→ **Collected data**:

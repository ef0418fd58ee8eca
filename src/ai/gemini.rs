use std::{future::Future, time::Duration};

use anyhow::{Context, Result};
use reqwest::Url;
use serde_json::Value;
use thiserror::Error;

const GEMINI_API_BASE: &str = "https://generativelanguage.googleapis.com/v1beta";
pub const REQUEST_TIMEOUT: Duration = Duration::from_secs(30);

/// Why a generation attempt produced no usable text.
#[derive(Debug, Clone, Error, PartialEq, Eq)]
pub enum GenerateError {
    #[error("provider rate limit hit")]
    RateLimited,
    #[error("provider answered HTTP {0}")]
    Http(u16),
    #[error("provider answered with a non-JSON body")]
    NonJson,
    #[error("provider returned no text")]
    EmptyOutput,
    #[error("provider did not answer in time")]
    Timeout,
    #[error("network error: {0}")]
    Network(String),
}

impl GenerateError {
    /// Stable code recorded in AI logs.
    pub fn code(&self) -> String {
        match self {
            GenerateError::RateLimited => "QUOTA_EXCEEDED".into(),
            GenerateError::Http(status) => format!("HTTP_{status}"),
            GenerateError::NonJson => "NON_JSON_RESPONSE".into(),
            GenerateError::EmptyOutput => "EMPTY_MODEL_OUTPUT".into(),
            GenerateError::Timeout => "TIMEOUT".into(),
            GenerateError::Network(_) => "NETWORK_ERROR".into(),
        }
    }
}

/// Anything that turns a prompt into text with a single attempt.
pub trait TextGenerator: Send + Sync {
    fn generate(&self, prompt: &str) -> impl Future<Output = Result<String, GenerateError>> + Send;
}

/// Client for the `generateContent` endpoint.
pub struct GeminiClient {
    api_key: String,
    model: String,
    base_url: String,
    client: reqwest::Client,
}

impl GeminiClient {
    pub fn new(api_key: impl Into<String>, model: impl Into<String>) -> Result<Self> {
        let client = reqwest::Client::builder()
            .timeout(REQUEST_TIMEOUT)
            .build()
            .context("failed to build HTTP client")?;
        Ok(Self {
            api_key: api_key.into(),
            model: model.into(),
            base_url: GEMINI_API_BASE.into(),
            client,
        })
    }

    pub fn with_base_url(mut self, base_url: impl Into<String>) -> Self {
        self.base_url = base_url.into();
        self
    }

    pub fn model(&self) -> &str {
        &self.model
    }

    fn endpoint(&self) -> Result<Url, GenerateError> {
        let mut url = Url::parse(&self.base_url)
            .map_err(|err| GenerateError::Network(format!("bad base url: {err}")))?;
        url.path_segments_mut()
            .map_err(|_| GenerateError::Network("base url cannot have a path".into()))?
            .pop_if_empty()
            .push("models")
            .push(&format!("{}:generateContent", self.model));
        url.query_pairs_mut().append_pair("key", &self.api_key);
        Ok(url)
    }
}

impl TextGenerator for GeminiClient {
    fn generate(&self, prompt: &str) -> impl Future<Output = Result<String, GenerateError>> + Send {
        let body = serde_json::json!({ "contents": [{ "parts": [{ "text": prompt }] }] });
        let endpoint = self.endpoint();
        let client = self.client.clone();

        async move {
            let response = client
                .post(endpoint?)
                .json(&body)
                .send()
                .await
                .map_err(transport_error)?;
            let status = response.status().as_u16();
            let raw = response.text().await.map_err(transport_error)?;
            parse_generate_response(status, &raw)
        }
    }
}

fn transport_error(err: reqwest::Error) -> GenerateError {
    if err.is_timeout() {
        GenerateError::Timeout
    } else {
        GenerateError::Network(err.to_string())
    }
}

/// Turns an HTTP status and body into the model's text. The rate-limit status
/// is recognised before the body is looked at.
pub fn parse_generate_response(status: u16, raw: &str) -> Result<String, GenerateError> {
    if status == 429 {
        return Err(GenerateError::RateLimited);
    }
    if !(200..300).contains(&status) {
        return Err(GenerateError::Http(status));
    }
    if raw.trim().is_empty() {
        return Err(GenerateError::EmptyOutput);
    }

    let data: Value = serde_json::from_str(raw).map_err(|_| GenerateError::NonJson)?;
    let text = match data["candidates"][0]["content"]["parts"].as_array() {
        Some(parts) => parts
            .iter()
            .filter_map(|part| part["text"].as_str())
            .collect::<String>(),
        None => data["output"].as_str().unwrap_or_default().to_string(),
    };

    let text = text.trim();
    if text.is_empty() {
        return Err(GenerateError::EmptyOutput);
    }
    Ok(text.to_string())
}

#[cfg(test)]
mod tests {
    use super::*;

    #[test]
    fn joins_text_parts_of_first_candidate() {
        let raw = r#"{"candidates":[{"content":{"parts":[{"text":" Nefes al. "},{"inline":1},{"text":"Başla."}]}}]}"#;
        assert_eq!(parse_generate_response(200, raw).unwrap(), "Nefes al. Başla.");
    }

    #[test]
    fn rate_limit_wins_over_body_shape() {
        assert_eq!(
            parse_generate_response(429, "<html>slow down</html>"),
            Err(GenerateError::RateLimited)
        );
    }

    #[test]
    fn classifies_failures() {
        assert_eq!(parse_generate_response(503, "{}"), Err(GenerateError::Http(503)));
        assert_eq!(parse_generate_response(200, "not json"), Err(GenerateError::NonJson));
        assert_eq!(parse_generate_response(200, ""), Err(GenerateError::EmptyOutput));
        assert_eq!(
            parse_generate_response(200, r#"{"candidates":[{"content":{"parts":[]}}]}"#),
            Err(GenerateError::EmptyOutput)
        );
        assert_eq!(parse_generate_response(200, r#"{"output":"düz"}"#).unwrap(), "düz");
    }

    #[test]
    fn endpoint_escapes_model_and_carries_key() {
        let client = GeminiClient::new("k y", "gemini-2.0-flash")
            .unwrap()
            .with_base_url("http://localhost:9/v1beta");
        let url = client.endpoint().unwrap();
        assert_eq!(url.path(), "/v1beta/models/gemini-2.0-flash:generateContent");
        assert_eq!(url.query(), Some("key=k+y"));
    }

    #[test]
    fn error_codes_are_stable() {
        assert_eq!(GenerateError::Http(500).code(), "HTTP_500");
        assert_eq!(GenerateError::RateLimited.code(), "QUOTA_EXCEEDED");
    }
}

→ **What this task involves**:
Scan the records for the string "Value" and report each line where it occurs.

→ **Solution for this problem**:
use serde_json::Value;
    let data: Value = serde_json::from_str(raw).map_err(|_| GenerateError::NonJson)?;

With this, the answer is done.